++++ Listed entries ++++

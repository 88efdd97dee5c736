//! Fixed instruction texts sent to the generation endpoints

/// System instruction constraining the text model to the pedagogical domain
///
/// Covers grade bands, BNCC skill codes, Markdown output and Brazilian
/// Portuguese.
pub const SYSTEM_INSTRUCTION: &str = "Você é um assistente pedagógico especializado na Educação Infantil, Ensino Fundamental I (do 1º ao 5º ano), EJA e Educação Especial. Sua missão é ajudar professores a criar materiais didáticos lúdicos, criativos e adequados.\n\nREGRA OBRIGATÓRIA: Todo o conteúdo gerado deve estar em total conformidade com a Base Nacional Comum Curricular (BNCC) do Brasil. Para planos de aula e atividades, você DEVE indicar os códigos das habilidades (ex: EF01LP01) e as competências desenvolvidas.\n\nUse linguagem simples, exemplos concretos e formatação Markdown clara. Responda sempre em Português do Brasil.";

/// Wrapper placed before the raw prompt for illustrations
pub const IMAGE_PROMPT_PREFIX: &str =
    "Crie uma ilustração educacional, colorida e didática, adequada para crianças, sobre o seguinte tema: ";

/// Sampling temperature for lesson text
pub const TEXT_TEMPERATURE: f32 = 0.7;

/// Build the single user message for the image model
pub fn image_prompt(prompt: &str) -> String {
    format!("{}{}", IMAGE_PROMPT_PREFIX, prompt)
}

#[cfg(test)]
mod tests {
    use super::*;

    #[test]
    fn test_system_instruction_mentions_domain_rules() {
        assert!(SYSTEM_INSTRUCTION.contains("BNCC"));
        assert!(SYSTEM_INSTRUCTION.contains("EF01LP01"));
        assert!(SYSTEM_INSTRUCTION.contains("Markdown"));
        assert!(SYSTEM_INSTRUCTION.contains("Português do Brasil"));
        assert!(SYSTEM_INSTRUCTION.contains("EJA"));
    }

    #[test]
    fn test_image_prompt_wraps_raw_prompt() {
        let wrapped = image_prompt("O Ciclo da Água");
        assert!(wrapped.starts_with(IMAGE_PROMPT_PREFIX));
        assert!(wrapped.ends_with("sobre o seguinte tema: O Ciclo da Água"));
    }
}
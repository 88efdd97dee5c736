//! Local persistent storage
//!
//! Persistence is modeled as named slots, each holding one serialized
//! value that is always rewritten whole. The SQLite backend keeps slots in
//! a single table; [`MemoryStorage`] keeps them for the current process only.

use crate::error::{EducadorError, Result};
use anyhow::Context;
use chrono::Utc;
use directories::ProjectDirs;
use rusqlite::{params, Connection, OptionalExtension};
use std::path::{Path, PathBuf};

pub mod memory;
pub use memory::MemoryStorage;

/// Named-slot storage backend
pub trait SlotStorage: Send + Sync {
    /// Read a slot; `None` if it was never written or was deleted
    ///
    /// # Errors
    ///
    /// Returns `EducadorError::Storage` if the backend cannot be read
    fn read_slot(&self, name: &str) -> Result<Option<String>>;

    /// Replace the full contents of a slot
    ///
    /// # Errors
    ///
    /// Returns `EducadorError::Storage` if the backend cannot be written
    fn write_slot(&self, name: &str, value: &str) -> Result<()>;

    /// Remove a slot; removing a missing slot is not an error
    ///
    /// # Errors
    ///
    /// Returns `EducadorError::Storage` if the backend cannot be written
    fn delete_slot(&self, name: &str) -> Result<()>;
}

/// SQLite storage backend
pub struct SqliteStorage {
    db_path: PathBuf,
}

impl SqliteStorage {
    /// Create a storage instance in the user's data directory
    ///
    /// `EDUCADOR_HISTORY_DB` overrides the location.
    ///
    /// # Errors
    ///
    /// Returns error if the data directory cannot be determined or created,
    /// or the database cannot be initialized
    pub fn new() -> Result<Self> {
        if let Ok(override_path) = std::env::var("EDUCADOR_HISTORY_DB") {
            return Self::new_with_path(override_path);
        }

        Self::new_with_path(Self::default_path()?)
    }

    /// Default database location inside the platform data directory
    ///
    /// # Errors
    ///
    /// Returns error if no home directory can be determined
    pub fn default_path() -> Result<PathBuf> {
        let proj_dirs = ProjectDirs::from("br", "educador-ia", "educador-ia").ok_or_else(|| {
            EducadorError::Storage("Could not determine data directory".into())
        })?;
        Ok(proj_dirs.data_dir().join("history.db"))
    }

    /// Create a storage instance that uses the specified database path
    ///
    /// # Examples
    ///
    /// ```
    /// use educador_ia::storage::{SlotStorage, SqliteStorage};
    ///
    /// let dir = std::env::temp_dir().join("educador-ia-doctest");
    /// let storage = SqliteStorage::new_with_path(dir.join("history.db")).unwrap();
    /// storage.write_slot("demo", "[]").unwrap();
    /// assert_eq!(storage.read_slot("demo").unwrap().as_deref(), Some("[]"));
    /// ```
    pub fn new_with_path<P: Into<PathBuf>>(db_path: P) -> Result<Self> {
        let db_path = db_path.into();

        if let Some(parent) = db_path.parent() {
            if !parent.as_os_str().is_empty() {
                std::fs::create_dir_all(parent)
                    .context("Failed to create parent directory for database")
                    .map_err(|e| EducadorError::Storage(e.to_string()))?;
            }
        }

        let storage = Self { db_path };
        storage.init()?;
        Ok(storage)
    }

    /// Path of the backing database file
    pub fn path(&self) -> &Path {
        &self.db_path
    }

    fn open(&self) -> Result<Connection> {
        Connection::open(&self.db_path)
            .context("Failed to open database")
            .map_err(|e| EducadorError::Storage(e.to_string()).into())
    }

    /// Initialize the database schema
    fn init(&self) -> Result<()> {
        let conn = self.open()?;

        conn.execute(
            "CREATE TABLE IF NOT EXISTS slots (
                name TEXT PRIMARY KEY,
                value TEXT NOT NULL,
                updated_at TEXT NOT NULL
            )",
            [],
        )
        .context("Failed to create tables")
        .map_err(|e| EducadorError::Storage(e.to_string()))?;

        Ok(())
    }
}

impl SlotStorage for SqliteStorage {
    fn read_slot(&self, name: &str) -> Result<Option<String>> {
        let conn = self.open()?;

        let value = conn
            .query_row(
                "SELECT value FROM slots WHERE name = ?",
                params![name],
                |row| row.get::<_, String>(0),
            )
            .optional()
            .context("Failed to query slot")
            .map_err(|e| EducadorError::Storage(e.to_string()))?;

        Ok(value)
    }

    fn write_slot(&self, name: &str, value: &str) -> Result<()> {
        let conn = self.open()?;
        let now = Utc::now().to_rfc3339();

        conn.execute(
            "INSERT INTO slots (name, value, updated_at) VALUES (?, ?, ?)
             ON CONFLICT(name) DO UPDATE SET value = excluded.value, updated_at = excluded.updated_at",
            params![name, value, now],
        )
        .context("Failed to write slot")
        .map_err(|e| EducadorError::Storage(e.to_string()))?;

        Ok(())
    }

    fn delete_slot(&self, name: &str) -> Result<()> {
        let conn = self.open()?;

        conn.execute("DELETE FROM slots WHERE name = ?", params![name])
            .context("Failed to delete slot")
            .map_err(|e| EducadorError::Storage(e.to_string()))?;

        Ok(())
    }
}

++++

**Exercise instructions:** Write out an exact copy of every record shown above.

**Expected answer:**
repository 88efdd97dee5c736
//! Fixed instruction texts sent to the generation endpoints

/// System instruction constraining the text model to the pedagogical domain
///
/// Covers grade bands, BNCC skill codes, Markdown output and Brazilian
/// Portuguese.
pub const SYSTEM_INSTRUCTION: &str = "Você é um assistente pedagógico especializado na Educação Infantil, Ensino Fundamental I (do 1º ao 5º ano), EJA e Educação Especial. Sua missão é ajudar professores a criar materiais didáticos lúdicos, criativos e adequados.\n\nREGRA OBRIGATÓRIA: Todo o conteúdo gerado deve estar em total conformidade com a Base Nacional Comum Curricular (BNCC) do Brasil. Para planos de aula e atividades, você DEVE indicar os códigos das habilidades (ex: EF01LP01) e as competências desenvolvidas.\n\nUse linguagem simples, exemplos concretos e formatação Markdown clara. Responda sempre em Português do Brasil.";

/// Wrapper placed before the raw prompt for illustrations
pub const IMAGE_PROMPT_PREFIX: &str =
    "Crie uma ilustração educacional, colorida e didática, adequada para crianças, sobre o seguinte tema: ";

/// Sampling temperature for lesson text
pub const TEXT_TEMPERATURE: f32 = 0.7;

/// Build the single user message for the image model
pub fn image_prompt(prompt: &str) -> String {
    format!("{}{}", IMAGE_PROMPT_PREFIX, prompt)
}

#[cfg(test)]
mod tests {
    use super::*;

    #[test]
    fn test_system_instruction_mentions_domain_rules() {
        assert!(SYSTEM_INSTRUCTION.contains("BNCC"));
        assert!(SYSTEM_INSTRUCTION.contains("EF01LP01"));
        assert!(SYSTEM_INSTRUCTION.contains("Markdown"));
        assert!(SYSTEM_INSTRUCTION.contains("Português do Brasil"));
        assert!(SYSTEM_INSTRUCTION.contains("EJA"));
    }

    #[test]
    fn test_image_prompt_wraps_raw_prompt() {
        let wrapped = image_prompt("O Ciclo da Água");
        assert!(wrapped.starts_with(IMAGE_PROMPT_PREFIX));
        assert!(wrapped.ends_with("sobre o seguinte tema: O Ciclo da Água"));
    }
}
repository 88efdd97dee5c736
//! Local persistent storage
//!
//! Persistence is modeled as named slots, each holding one serialized
//! value that is always rewritten whole. The SQLite backend keeps slots in
//! a single table; [`MemoryStorage`] keeps them for the current process only.

use crate::error::{EducadorError, Result};
use anyhow::Context;
use chrono::Utc;
use directories::ProjectDirs;
use rusqlite::{params, Connection, OptionalExtension};
use std::path::{Path, PathBuf};

pub mod memory;
pub use memory::MemoryStorage;

/// Named-slot storage backend
pub trait SlotStorage: Send + Sync {
    /// Read a slot; `None` if it was never written or was deleted
    ///
    /// # Errors
    ///
    /// Returns `EducadorError::Storage` if the backend cannot be read
    fn read_slot(&self, name: &str) -> Result<Option<String>>;

    /// Replace the full contents of a slot
    ///
    /// # Errors
    ///
    /// Returns `EducadorError::Storage` if the backend cannot be written
    fn write_slot(&self, name: &str, value: &str) -> Result<()>;

    /// Remove a slot; removing a missing slot is not an error
    ///
    /// # Errors
    ///
    /// Returns `EducadorError::Storage` if the backend cannot be written
    fn delete_slot(&self, name: &str) -> Result<()>;
}

/// SQLite storage backend
pub struct SqliteStorage {
    db_path: PathBuf,
}

impl SqliteStorage {
    /// Create a storage instance in the user's data directory
    ///
    /// `EDUCADOR_HISTORY_DB` overrides the location.
    ///
    /// # Errors
    ///
    /// Returns error if the data directory cannot be determined or created,
    /// or the database cannot be initialized
    pub fn new() -> Result<Self> {
        if let Ok(override_path) = std::env::var("EDUCADOR_HISTORY_DB") {
            return Self::new_with_path(override_path);
        }

        Self::new_with_path(Self::default_path()?)
    }

    /// Default database location inside the platform data directory
    ///
    /// # Errors
    ///
    /// Returns error if no home directory can be determined
    pub fn default_path() -> Result<PathBuf> {
        let proj_dirs = ProjectDirs::from("br", "educador-ia", "educador-ia").ok_or_else(|| {
            EducadorError::Storage("Could not determine data directory".into())
        })?;
        Ok(proj_dirs.data_dir().join("history.db"))
    }

    /// Create a storage instance that uses the specified database path
    ///
    /// # Examples
    ///
    /// ```
    /// use educador_ia::storage::{SlotStorage, SqliteStorage};
    ///
    /// let dir = std::env::temp_dir().join("educador-ia-doctest");
    /// let storage = SqliteStorage::new_with_path(dir.join("history.db")).unwrap();
    /// storage.write_slot("demo", "[]").unwrap();
    /// assert_eq!(storage.read_slot("demo").unwrap().as_deref(), Some("[]"));
    /// ```
    pub fn new_with_path<P: Into<PathBuf>>(db_path: P) -> Result<Self> {
        let db_path = db_path.into();

        if let Some(parent) = db_path.parent() {
            if !parent.as_os_str().is_empty() {
                std::fs::create_dir_all(parent)
                    .context("Failed to create parent directory for database")
                    .map_err(|e| EducadorError::Storage(e.to_string()))?;
            }
        }

        let storage = Self { db_path };
        storage.init()?;
        Ok(storage)
    }

    /// Path of the backing database file
    pub fn path(&self) -> &Path {
        &self.db_path
    }

    fn open(&self) -> Result<Connection> {
        Connection::open(&self.db_path)
            .context("Failed to open database")
            .map_err(|e| EducadorError::Storage(e.to_string()).into())
    }

    /// Initialize the database schema
    fn init(&self) -> Result<()> {
        let conn = self.open()?;

        conn.execute(
            "CREATE TABLE IF NOT EXISTS slots (
                name TEXT PRIMARY KEY,
                value TEXT NOT NULL,
                updated_at TEXT NOT NULL
            )",
            [],
        )
        .context("Failed to create tables")
        .map_err(|e| EducadorError::Storage(e.to_string()))?;

        Ok(())
    }
}

impl SlotStorage for SqliteStorage {
    fn read_slot(&self, name: &str) -> Result<Option<String>> {
        let conn = self.open()?;

        let value = conn
            .query_row(
                "SELECT value FROM slots WHERE name = ?",
                params![name],
                |row| row.get::<_, String>(0),
            )
            .optional()
            .context("Failed to query slot")
            .map_err(|e| EducadorError::Storage(e.to_string()))?;

        Ok(value)
    }

    fn write_slot(&self, name: &str, value: &str) -> Result<()> {
        let conn = self.open()?;
        let now = Utc::now().to_rfc3339();

        conn.execute(
            "INSERT INTO slots (name, value, updated_at) VALUES (?, ?, ?)
             ON CONFLICT(name) DO UPDATE SET value = excluded.value, updated_at = excluded.updated_at",
            params![name, value, now],
        )
        .context("Failed to write slot")
        .map_err(|e| EducadorError::Storage(e.to_string()))?;

        Ok(())
    }

    fn delete_slot(&self, name: &str) -> Result<()> {
        let conn = self.open()?;

        conn.execute("DELETE FROM slots WHERE name = ?", params![name])
            .context("Failed to delete slot")
            .map_err(|e| EducadorError::Storage(e.to_string()))?;

        Ok(())
    }
}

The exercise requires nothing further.